**Exercise objective**
From the first line of the data through the line containing "a new manager.", return each line exactly.

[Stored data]
Segment Open

// =============================================================================
// Connection Manager — gateway session lifecycle for one subscription
// =============================================================================
//
//   connecting -> connected -> {error | disconnected} -> connecting (backoff) ...
//
// Each `open()` starts a new *session* (a spawned task that owns the transport)
// and bumps the state generation. A session may only mutate state while its
// generation is current, so frames that arrive after `dispose()` or after a
// newer `open()` are dropped without effect. Inbound frames are handled one at
// a time, each applied fully under the state write lock before the next is
// read.
//
// When the transport closes, the session schedules exactly one reconnect
// timer. `open()`, `reconnect()` and `dispose()` all cancel a pending timer.
// =============================================================================

use std::sync::atomic::{AtomicU64, Ordering};
use std::sync::Arc;

use anyhow::Result;
use parking_lot::{Mutex, RwLock};
use tokio::sync::broadcast;
use tokio::task::JoinHandle;
use tracing::{debug, info, warn};

use super::backoff::{Backoff, ReconnectPolicy};
use super::state::{FeedEvent, FeedSnapshot, FeedState, CONNECTION_ERROR};
use crate::gateway::codec;
use crate::gateway::{Connection, Connector};
use crate::indicators::{IndicatorParams, IndicatorSeries};
use crate::market_data::candle_series::DEFAULT_CAPACITY;
use crate::market_data::{Candle, Tick};
use crate::types::{ConnectionStatus, PriceDirection};

const EVENT_CHANNEL_CAPACITY: usize = 256;

// =============================================================================
// Configuration
// =============================================================================

/// What to subscribe to. Fixed for the lifetime of one manager; a different
/// symbol or timeframe means a new manager.
#[derive(Clone, PartialEq, Eq)]
pub struct SubscriptionContext {
    pub symbol: String,
    pub granularity_seconds: u32,
    pub auth_token: Option<String>,
}

impl std::fmt::Debug for SubscriptionContext {
    fn fmt(&self, f: &mut std::fmt::Formatter<'_>) -> std::fmt::Result {
        f.debug_struct("SubscriptionContext")
            .field("symbol", &self.symbol)
            .field("granularity_seconds", &self.granularity_seconds)
            .field("auth_token", &self.auth_token.as_ref().map(|_| "<redacted>"))
            .finish()
    }
}

/// Transport-level settings shared by every session of a manager.
#[derive(Debug, Clone)]
pub struct FeedSettings {
    pub endpoint: String,
    /// History request size and candle series bound.
    pub candle_capacity: usize,
    pub reconnect: ReconnectPolicy,
}

impl FeedSettings {
    pub fn new(endpoint: impl Into<String>) -> Self {
        Self {
            endpoint: endpoint.into(),
            candle_capacity: DEFAULT_CAPACITY,
            reconnect: ReconnectPolicy::default(),
        }
    }
}

// =============================================================================
// ConnectionManager
// =============================================================================

/// Owns the gateway connection for one [`SubscriptionContext`].
///
/// Dropping the manager disposes it.
pub struct ConnectionManager {
    inner: Arc<Inner>,
}

struct Inner {
    context: SubscriptionContext,
    settings: FeedSettings,
    connector: Arc<dyn Connector>,
    state: RwLock<FeedState>,
    events: broadcast::Sender<FeedEvent>,
    backoff: Mutex<Backoff>,
    // Lock order: session -> reconnect_timer -> state. `backoff` is a leaf and
    // `state` is never held while another lock is taken.
    session: Mutex<Option<JoinHandle<()>>>,
    /// Pending reconnect, tagged with the generation that scheduled it.
    reconnect_timer: Mutex<Option<(u64, JoinHandle<()>)>>,
    opens: AtomicU64,
}

impl ConnectionManager {
    pub fn new(
        context: SubscriptionContext,
        settings: FeedSettings,
        connector: Arc<dyn Connector>,
    ) -> Self {
        let (events, _) = broadcast::channel(EVENT_CHANNEL_CAPACITY);
        let state = FeedState::new(settings.candle_capacity);
        let backoff = Backoff::new(settings.reconnect);
        Self {
            inner: Arc::new(Inner {
                context,
                settings,
                connector,
                state: RwLock::new(state),
                events,
                backoff: Mutex::new(backoff),
                session: Mutex::new(None),
                reconnect_timer: Mutex::new(None),
                opens: AtomicU64::new(0),
            }),
        }
    }

    /// Start (or restart) the connection. Any open transport and any pending
    /// reconnect timer are discarded first. Must be called inside a tokio
    /// runtime.
    pub fn open(&self) {
        self.inner.open();
    }

    /// Operator-triggered reconnect: reopen immediately, bypassing the timer.
    pub fn reconnect(&self) {
        info!(symbol = %self.inner.context.symbol, "manual reconnect requested");
        self.inner.open();
    }

    /// Close the transport and cancel any pending reconnect. Safe to call
    /// repeatedly and from any state.
    pub fn dispose(&self) {
        self.inner.dispose();
    }

    /// Receive every state change published from now on.
    pub fn subscribe(&self) -> broadcast::Receiver<FeedEvent> {
        self.inner.events.subscribe()
    }

    pub fn context(&self) -> &SubscriptionContext {
        &self.inner.context
    }

    pub fn status(&self) -> ConnectionStatus {
        self.inner.state.read().status()
    }

    pub fn error(&self) -> Option<String> {
        self.inner.state.read().error().map(str::to_string)
    }

    pub fn candles(&self) -> Vec<Candle> {
        self.inner.state.read().candles().to_vec()
    }

    pub fn tick(&self) -> Option<Tick> {
        self.inner.state.read().tick()
    }

    pub fn direction(&self) -> PriceDirection {
        self.inner.state.read().direction()
    }

    pub fn balance(&self) -> Option<f64> {
        self.inner.state.read().balance()
    }

    pub fn subscription_id(&self) -> Option<String> {
        self.inner.state.read().subscription_id().map(str::to_string)
    }

    /// Number of times a session has been started.
    pub fn open_count(&self) -> u64 {
        self.inner.opens.load(Ordering::Relaxed)
    }

    pub fn snapshot(&self) -> FeedSnapshot {
        self.inner.state.read().snapshot(
            &self.inner.context.symbol,
            self.inner.context.granularity_seconds,
        )
    }

    /// Recompute every indicator over the current candle series.
    pub fn indicators(&self, params: &IndicatorParams) -> IndicatorSeries {
        let candles = self.candles();
        IndicatorSeries::compute(&candles, params)
    }
}

impl Drop for ConnectionManager {
    fn drop(&mut self) {
        self.inner.dispose();
    }
}

// =============================================================================
// Session lifecycle
// =============================================================================

impl Inner {
    fn open(self: &Arc<Self>) {
        self.start_session(None);
    }

    /// Reopen only if no `open()` or `dispose()` happened since `expected`
    /// was current. Returns whether a session was started.
    fn open_if_current(self: &Arc<Self>, expected: u64) -> bool {
        self.start_session(Some(expected))
    }

    fn start_session(self: &Arc<Self>, expected: Option<u64>) -> bool {
        let mut session = self.session.lock();

        let (generation, event) = {
            let mut state = self.state.write();
            if expected.is_some_and(|g| g != state.generation) {
                return false;
            }
            state.generation += 1;
            state.disposed = false;
            (state.generation, state.begin_connection())
        };

        self.cancel_reconnect_timer();
        if let Some(previous) = session.take() {
            previous.abort();
        }

        let opens = self.opens.fetch_add(1, Ordering::Relaxed) + 1;
        self.publish(event);
        info!(
            symbol = %self.context.symbol,
            granularity = self.context.granularity_seconds,
            generation,
            opens,
            "opening gateway connection"
        );

        let inner = Arc::clone(self);
        *session = Some(tokio::spawn(async move {
            inner.run_session(generation).await;
        }));
        true
    }

    fn dispose(&self) {
        let event = {
            let mut state = self.state.write();
            state.generation += 1;
            state.disposed = true;
            state.set_status_keep_error(ConnectionStatus::Disconnected)
        };

        self.cancel_reconnect_timer();
        if let Some(session) = self.session.lock().take() {
            session.abort();
        }

        if event.is_some() {
            info!(symbol = %self.context.symbol, "feed disposed");
        }
        self.publish(event);
    }

    async fn run_session(self: Arc<Self>, generation: u64) {
        let mut connection = match self.connector.connect(&self.settings.endpoint).await {
            Ok(connection) => connection,
            Err(e) => {
                warn!(symbol = %self.context.symbol, error = %e, "gateway connection failed");
                self.on_transport_error(generation);
                self.on_transport_closed(generation);
                return;
            }
        };

        if let Err(e) = self.send_subscriptions(connection.as_mut()).await {
            warn!(symbol = %self.context.symbol, error = %e, "failed to send subscription requests");
            self.on_transport_error(generation);
            self.on_transport_closed(generation);
            return;
        }
        self.on_connected(generation);

        loop {
            match connection.recv().await {
                Some(Ok(text)) => self.handle_frame(generation, &text),
                Some(Err(e)) => {
                    warn!(symbol = %self.context.symbol, error = %e, "gateway transport error");
                    self.on_transport_error(generation);
                    break;
                }
                None => {
                    info!(symbol = %self.context.symbol, "gateway connection closed");
                    break;
                }
            }

            if !self.is_current(generation) {
                return;
            }
        }

        drop(connection);
        self.on_transport_closed(generation);
    }

    async fn send_subscriptions(&self, connection: &mut dyn Connection) -> Result<()> {
        let ctx = &self.context;
        if let Some(token) = ctx.auth_token.as_deref() {
            connection.send(codec::authorize_request(token)).await?;
        }
        connection
            .send(codec::candle_history_request(
                &ctx.symbol,
                ctx.granularity_seconds,
                self.settings.candle_capacity,
            ))
            .await?;
        connection
            .send(codec::tick_subscribe_request(&ctx.symbol))
            .await?;
        Ok(())
    }

    fn handle_frame(&self, generation: u64, text: &str) {
        let events = match codec::decode(text) {
            Ok(events) => events,
            Err(e) => {
                warn!(error = %format!("{e:#}"), "dropping malformed gateway message");
                return;
            }
        };
        if events.is_empty() {
            debug!("ignoring unrecognised gateway message");
            return;
        }

        let mut published = Vec::new();
        {
            let mut state = self.state.write();
            if state.generation != generation {
                return;
            }
            for event in events {
                state.apply(event, &mut published);
            }
        }

        for event in published {
            self.publish(Some(event));
        }
    }

    fn on_connected(&self, generation: u64) {
        let event = {
            let mut state = self.state.write();
            if state.generation != generation {
                return;
            }
            state.set_status(ConnectionStatus::Connected, None)
        };
        self.backoff.lock().reset();
        info!(symbol = %self.context.symbol, "gateway connected and subscribed");
        self.publish(event);
    }

    fn on_transport_error(&self, generation: u64) {
        let event = {
            let mut state = self.state.write();
            if state.generation != generation {
                return;
            }
            state.set_status(ConnectionStatus::Error, Some(CONNECTION_ERROR.to_string()))
        };
        self.publish(event);
    }

    fn on_transport_closed(self: &Arc<Self>, generation: u64) {
        let event = {
            let mut state = self.state.write();
            if state.generation != generation {
                return;
            }
            state.set_status_keep_error(ConnectionStatus::Disconnected)
        };
        self.publish(event);
        self.schedule_reconnect(generation);
    }

    fn schedule_reconnect(self: &Arc<Self>, generation: u64) {
        let mut timer = self.reconnect_timer.lock();
        if !self.is_current(generation) {
            return;
        }
        if let Some((_, previous)) = timer.take() {
            previous.abort();
        }

        let delay = self.backoff.lock().next_delay();
        info!(
            symbol = %self.context.symbol,
            delay_ms = delay.as_millis() as u64,
            "scheduling gateway reconnect"
        );

        let inner = Arc::clone(self);
        let task = tokio::spawn(async move {
            tokio::time::sleep(delay).await;
            // Detach our own handle so the reopen does not abort this task.
            {
                let mut slot = inner.reconnect_timer.lock();
                if slot.as_ref().is_some_and(|(g, _)| *g == generation) {
                    slot.take();
                }
            }
            if !inner.open_if_current(generation) {
                debug!(symbol = %inner.context.symbol, "stale reconnect timer ignored");
            }
        });
        *timer = Some((generation, task));
    }

    fn cancel_reconnect_timer(&self) {
        if let Some((_, timer)) = self.reconnect_timer.lock().take() {
            debug!(symbol = %self.context.symbol, "cancelling pending reconnect");
            timer.abort();
        }
    }

    fn is_current(&self, generation: u64) -> bool {
        self.state.read().generation == generation
    }

    fn publish(&self, event: Option<FeedEvent>) {
        if let Some(event) = event {
            // No receivers is fine; consumers come and go.
            let _ = self.events.send(event);
        }
    }
}

// =============================================================================
// Tests
// =============================================================================
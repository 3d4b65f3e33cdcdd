// =============================================================================
// Bearer Token Authentication — Axum extractor for control endpoints
// =============================================================================
//
// The expected token is taken from `PULSE_ADMIN_TOKEN` at startup and held on
// the AppState. Comparison is constant time. When no token is configured every
// control request is rejected.
//
//   async fn handler(_auth: AuthBearer, ...) { ... }
// =============================================================================

use std::sync::Arc;

use axum::{
    extract::FromRequestParts,
    http::{header::AUTHORIZATION, request::Parts, StatusCode},
    response::{IntoResponse, Response},
};
use tracing::warn;

use crate::app_state::AppState;

/// Compare two byte slices in constant time for equal lengths.
fn constant_time_eq(a: &[u8], b: &[u8]) -> bool {
    if a.len() != b.len() {
        return false;
    }

    let mut result: u8 = 0;
    for (x, y) in a.iter().zip(b.iter()) {
        result |= x ^ y;
    }
    result == 0
}

/// Proof that the request carried the admin bearer token.
pub struct AuthBearer;

/// Rejection returned when authentication fails.
pub struct AuthRejection {
    status: StatusCode,
    message: &'static str,
}

impl IntoResponse for AuthRejection {
    fn into_response(self) -> Response {
        let body = serde_json::json!({
            "error": self.message,
        });
        (self.status, axum::Json(body)).into_response()
    }
}

impl AuthRejection {
    fn forbidden(message: &'static str) -> Self {
        Self {
            status: StatusCode::FORBIDDEN,
            message,
        }
    }
}

#[axum::async_trait]
impl FromRequestParts<Arc<AppState>> for AuthBearer {
    type Rejection = AuthRejection;

    async fn from_request_parts(
        parts: &mut Parts,
        state: &Arc<AppState>,
    ) -> Result<Self, Self::Rejection> {
        let Some(expected) = state.admin_token() else {
            warn!("PULSE_ADMIN_TOKEN is not set; rejecting control request");
            return Err(AuthRejection::forbidden("Server authentication not configured"));
        };

        let token = parts
            .headers
            .get(AUTHORIZATION)
            .and_then(|v| v.to_str().ok())
            .and_then(|v| v.strip_prefix("Bearer "));

        let Some(token) = token else {
            warn!("missing or malformed Authorization header");
            return Err(AuthRejection::forbidden("Missing or invalid authorization token"));
        };

        if !constant_time_eq(token.as_bytes(), expected.as_bytes()) {
            warn!("invalid admin token presented");
            return Err(AuthRejection::forbidden("Invalid authorization token"));
        }

        Ok(AuthBearer)
    }
}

Segment Closed

**Result of this exercise**
// =============================================================================
// Connection Manager — gateway session lifecycle for one subscription
// =============================================================================
//
//   connecting -> connected -> {error | disconnected} -> connecting (backoff) ...
//
// Each `open()` starts a new *session* (a spawned task that owns the transport)
// and bumps the state generation. A session may only mutate state while its
// generation is current, so frames that arrive after `dispose()` or after a
// newer `open()` are dropped without effect. Inbound frames are handled one at
// a time, each applied fully under the state write lock before the next is
// read.
//
// When the transport closes, the session schedules exactly one reconnect
// timer. `open()`, `reconnect()` and `dispose()` all cancel a pending timer.
// =============================================================================

use std::sync::atomic::{AtomicU64, Ordering};
use std::sync::Arc;

use anyhow::Result;
use parking_lot::{Mutex, RwLock};
use tokio::sync::broadcast;
use tokio::task::JoinHandle;
use tracing::{debug, info, warn};

use super::backoff::{Backoff, ReconnectPolicy};
use super::state::{FeedEvent, FeedSnapshot, FeedState, CONNECTION_ERROR};
use crate::gateway::codec;
use crate::gateway::{Connection, Connector};
use crate::indicators::{IndicatorParams, IndicatorSeries};
use crate::market_data::candle_series::DEFAULT_CAPACITY;
use crate::market_data::{Candle, Tick};
use crate::types::{ConnectionStatus, PriceDirection};

const EVENT_CHANNEL_CAPACITY: usize = 256;

// =============================================================================
// Configuration
// =============================================================================

/// What to subscribe to. Fixed for the lifetime of one manager; a different
/// symbol or timeframe means a new manager.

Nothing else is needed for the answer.